## [DESCRIPTION OF THE TASK]
A line belongs in the answer if it contains "KeyAlgorithm"; copy every such line from the entries below.

## [GIVEN RECORDS]

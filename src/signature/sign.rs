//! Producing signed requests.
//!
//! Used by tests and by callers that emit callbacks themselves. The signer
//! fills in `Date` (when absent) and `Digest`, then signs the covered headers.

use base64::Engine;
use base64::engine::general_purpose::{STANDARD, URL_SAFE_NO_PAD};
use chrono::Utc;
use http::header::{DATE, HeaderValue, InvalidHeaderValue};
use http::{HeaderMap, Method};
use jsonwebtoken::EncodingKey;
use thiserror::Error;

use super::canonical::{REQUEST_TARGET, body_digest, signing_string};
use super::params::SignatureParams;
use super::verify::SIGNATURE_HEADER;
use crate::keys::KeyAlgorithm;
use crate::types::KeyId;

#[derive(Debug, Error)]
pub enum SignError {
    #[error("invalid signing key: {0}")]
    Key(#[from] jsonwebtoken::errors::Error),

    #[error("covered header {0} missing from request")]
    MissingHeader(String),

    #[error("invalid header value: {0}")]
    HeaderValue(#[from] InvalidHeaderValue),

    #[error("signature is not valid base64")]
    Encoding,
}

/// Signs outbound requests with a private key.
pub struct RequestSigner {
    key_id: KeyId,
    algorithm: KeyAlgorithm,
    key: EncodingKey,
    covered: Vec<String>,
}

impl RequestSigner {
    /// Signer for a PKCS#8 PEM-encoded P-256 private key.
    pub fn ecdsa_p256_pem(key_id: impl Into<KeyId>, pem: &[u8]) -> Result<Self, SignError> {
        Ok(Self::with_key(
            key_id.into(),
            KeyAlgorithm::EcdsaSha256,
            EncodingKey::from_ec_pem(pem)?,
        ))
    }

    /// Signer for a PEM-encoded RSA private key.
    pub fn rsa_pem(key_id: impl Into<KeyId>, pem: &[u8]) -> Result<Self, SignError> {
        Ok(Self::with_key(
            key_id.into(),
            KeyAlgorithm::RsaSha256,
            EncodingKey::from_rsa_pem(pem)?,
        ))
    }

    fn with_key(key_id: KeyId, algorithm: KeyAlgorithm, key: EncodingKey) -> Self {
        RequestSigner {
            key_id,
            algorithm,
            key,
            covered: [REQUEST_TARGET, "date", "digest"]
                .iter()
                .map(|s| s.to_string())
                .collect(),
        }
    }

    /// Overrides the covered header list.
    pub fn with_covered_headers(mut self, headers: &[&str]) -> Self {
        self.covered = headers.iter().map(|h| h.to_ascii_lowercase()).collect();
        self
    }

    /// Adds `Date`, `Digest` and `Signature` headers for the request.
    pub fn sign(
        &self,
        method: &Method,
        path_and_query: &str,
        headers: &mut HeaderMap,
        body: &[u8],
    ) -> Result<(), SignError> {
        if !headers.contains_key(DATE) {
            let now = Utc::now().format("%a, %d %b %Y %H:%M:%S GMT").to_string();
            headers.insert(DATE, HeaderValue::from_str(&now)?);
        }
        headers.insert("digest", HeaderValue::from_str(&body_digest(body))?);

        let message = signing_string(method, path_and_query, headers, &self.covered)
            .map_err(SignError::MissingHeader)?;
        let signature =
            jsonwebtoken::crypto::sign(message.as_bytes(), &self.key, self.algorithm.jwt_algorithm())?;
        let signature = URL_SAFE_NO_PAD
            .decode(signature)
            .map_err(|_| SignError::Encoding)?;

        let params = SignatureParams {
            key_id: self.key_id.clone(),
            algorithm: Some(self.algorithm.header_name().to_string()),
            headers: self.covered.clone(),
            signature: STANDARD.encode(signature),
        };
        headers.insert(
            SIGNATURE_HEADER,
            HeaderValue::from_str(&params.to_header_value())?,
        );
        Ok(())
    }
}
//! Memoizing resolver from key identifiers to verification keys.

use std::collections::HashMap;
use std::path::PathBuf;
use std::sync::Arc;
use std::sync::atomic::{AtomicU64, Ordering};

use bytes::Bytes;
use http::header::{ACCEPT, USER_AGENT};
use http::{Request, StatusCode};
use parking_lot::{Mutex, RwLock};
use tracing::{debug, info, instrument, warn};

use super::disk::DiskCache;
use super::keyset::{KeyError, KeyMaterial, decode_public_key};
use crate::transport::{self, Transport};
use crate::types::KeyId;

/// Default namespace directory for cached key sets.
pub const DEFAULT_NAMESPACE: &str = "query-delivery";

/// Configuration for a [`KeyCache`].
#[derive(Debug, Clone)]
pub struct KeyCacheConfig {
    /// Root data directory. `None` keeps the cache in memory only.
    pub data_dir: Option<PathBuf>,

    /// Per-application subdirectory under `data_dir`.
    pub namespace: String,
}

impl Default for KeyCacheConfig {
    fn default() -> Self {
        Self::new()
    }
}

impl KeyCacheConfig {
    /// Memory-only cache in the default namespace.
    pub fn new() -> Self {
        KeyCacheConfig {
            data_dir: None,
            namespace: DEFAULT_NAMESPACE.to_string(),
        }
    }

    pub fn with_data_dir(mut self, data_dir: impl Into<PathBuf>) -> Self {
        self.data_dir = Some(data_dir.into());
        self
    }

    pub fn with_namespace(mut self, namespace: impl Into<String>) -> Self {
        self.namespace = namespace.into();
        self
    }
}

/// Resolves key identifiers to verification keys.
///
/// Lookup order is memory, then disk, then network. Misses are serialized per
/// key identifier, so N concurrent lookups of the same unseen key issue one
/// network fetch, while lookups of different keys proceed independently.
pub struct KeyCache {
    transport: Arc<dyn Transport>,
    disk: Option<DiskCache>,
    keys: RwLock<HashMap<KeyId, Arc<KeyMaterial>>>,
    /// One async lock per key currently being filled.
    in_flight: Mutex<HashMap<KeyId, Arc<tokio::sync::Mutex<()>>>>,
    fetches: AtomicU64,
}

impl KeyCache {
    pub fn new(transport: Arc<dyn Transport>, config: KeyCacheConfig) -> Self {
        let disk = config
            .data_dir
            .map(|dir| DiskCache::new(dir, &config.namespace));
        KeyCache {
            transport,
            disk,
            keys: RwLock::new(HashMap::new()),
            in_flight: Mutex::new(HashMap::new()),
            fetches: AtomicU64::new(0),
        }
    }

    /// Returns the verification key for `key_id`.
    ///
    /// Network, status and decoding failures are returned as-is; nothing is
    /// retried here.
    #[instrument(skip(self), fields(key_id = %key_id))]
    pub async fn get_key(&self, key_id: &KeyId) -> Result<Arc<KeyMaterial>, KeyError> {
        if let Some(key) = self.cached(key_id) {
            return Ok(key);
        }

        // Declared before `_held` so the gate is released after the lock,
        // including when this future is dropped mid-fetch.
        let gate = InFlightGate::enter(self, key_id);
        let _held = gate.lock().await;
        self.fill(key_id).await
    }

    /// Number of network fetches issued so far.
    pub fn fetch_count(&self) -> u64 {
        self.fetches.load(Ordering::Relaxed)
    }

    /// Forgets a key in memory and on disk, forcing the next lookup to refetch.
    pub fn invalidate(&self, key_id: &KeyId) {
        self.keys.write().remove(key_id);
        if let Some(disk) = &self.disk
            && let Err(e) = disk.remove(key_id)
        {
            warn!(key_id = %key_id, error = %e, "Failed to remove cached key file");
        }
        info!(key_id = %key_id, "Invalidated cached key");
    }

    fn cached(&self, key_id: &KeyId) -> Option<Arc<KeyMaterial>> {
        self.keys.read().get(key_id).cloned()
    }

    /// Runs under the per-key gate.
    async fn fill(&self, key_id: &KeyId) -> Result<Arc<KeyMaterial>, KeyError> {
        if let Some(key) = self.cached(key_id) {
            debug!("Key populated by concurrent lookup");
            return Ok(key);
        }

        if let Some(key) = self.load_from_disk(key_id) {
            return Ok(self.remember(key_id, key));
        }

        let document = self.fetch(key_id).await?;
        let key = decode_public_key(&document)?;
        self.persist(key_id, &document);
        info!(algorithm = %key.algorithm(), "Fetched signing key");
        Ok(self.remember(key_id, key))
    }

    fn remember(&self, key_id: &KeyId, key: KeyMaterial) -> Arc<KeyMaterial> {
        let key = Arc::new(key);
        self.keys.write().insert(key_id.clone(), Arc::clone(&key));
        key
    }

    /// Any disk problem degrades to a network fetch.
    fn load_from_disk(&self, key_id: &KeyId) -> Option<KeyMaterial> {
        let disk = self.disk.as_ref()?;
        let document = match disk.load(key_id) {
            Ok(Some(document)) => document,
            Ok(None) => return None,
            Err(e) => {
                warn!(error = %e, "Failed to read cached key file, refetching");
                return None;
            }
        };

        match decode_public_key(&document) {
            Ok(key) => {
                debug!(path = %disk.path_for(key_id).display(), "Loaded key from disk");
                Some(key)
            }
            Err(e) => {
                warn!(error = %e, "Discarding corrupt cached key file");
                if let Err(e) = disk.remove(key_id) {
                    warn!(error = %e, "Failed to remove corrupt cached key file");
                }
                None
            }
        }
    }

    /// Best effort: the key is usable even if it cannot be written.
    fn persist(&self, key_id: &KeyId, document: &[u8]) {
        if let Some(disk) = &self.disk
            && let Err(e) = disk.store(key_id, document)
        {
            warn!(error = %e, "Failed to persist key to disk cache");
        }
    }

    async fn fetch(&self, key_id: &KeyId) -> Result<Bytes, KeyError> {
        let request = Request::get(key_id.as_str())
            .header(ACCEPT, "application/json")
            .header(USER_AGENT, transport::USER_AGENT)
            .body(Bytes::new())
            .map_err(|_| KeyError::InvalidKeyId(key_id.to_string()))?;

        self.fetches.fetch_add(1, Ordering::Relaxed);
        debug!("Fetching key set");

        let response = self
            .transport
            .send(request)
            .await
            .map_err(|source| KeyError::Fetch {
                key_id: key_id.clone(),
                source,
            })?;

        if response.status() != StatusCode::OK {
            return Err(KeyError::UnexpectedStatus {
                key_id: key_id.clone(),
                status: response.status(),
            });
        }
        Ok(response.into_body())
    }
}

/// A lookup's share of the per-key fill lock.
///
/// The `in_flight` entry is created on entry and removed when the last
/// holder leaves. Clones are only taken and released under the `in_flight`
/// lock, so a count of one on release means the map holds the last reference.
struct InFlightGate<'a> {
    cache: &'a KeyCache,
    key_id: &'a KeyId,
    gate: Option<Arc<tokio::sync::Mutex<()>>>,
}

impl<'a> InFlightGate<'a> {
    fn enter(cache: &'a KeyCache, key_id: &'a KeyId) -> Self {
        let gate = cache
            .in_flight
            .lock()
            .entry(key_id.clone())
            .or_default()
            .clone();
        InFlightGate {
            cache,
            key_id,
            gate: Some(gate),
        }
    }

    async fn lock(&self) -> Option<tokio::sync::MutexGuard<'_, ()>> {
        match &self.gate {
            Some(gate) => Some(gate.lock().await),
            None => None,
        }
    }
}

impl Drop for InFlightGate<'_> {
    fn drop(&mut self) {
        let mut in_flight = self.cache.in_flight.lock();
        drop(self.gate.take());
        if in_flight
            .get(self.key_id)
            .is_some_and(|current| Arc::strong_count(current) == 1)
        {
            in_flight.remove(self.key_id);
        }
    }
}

* * *

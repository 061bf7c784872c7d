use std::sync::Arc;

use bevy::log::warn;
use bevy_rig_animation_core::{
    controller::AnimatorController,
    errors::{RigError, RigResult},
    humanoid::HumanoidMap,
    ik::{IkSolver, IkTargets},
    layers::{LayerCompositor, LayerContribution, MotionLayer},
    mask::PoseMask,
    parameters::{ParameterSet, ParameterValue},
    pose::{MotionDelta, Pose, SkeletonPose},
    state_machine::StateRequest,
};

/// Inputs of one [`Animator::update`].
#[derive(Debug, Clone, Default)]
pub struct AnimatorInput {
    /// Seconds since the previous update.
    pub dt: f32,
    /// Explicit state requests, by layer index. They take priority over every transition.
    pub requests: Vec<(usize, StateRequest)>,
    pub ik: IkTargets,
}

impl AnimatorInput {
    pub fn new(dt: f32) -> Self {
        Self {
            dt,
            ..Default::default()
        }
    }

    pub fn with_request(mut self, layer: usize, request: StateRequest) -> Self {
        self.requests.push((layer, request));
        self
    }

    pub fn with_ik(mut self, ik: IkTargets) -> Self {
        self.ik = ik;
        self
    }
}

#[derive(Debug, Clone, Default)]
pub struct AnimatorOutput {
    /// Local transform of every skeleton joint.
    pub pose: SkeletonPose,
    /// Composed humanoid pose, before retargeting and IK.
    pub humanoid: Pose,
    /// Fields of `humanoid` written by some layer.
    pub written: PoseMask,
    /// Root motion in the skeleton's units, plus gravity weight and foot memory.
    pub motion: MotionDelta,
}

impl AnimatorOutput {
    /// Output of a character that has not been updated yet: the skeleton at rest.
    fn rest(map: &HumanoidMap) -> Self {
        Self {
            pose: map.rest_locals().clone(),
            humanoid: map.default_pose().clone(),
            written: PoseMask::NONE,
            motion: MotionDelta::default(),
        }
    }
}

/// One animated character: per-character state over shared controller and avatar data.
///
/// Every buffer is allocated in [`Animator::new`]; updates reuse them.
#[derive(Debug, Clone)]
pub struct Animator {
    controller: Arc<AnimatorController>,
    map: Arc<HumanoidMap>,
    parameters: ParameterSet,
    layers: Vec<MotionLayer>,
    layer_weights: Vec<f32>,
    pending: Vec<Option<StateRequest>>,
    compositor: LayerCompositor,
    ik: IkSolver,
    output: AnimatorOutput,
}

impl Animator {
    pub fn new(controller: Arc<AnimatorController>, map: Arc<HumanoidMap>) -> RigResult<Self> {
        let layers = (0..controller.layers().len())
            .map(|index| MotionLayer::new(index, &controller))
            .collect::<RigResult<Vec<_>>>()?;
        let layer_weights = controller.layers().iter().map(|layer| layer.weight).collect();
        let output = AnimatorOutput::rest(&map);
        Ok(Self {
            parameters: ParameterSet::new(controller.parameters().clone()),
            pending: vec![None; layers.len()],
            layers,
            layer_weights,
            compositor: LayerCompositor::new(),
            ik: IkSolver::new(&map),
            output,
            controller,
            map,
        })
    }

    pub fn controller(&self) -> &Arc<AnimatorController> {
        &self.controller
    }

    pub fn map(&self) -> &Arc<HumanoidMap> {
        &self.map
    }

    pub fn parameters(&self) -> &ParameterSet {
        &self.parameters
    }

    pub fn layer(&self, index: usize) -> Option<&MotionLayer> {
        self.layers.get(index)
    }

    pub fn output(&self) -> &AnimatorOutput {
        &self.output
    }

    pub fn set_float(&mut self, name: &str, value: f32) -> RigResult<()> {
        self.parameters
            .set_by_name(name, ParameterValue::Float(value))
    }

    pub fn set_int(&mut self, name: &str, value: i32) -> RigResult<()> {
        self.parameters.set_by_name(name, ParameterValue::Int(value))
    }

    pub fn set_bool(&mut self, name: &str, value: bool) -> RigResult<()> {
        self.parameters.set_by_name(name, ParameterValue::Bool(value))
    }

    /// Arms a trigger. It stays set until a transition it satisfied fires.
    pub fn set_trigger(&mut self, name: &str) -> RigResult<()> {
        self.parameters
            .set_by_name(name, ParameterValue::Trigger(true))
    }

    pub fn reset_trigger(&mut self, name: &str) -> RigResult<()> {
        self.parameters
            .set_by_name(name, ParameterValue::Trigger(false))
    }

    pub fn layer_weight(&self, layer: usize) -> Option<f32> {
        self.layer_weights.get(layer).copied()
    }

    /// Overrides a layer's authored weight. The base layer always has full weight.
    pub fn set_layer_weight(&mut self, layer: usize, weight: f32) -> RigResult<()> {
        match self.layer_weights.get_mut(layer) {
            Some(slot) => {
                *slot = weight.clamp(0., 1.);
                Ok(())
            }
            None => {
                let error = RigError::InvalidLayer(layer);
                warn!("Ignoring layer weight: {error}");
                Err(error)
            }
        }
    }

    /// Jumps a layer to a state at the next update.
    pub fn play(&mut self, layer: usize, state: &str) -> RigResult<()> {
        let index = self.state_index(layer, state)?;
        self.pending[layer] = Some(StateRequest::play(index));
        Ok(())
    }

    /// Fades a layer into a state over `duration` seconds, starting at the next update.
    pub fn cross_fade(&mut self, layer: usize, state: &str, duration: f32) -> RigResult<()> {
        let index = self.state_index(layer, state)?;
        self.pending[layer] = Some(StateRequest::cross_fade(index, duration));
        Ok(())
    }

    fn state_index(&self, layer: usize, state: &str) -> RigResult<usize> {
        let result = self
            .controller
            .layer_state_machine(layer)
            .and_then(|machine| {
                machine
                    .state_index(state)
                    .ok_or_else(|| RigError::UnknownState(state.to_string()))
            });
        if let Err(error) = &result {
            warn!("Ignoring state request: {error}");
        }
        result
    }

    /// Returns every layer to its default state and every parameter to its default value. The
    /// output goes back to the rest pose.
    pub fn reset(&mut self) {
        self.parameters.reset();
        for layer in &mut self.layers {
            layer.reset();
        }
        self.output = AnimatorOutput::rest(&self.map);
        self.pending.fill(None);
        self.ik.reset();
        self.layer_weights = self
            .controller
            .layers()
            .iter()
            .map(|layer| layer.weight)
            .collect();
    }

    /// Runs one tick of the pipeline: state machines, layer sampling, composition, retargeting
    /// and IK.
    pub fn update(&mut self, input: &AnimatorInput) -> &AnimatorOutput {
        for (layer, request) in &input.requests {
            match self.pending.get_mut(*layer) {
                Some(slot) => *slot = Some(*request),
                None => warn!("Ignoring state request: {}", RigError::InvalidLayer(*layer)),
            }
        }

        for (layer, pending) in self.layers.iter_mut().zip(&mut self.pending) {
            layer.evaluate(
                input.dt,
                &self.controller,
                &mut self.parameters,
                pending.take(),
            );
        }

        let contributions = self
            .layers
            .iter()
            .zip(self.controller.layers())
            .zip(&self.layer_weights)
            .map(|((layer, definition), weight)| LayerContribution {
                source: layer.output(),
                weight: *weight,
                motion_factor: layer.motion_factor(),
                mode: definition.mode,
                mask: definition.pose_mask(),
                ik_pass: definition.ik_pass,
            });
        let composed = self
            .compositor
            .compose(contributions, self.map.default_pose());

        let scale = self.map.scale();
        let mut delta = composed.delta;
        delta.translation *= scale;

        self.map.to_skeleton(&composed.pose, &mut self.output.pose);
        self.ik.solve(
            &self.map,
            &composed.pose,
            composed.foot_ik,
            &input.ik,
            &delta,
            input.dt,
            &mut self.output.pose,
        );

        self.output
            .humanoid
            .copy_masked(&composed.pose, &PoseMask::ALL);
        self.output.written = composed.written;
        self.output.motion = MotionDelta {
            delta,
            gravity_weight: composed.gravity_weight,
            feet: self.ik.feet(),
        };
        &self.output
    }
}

## [SOLUTION FOR THIS PROBLEM]
use crate::keys::KeyAlgorithm;
    algorithm: KeyAlgorithm,
            KeyAlgorithm::EcdsaSha256,
            KeyAlgorithm::RsaSha256,
    fn with_key(key_id: KeyId, algorithm: KeyAlgorithm, key: EncodingKey) -> Self {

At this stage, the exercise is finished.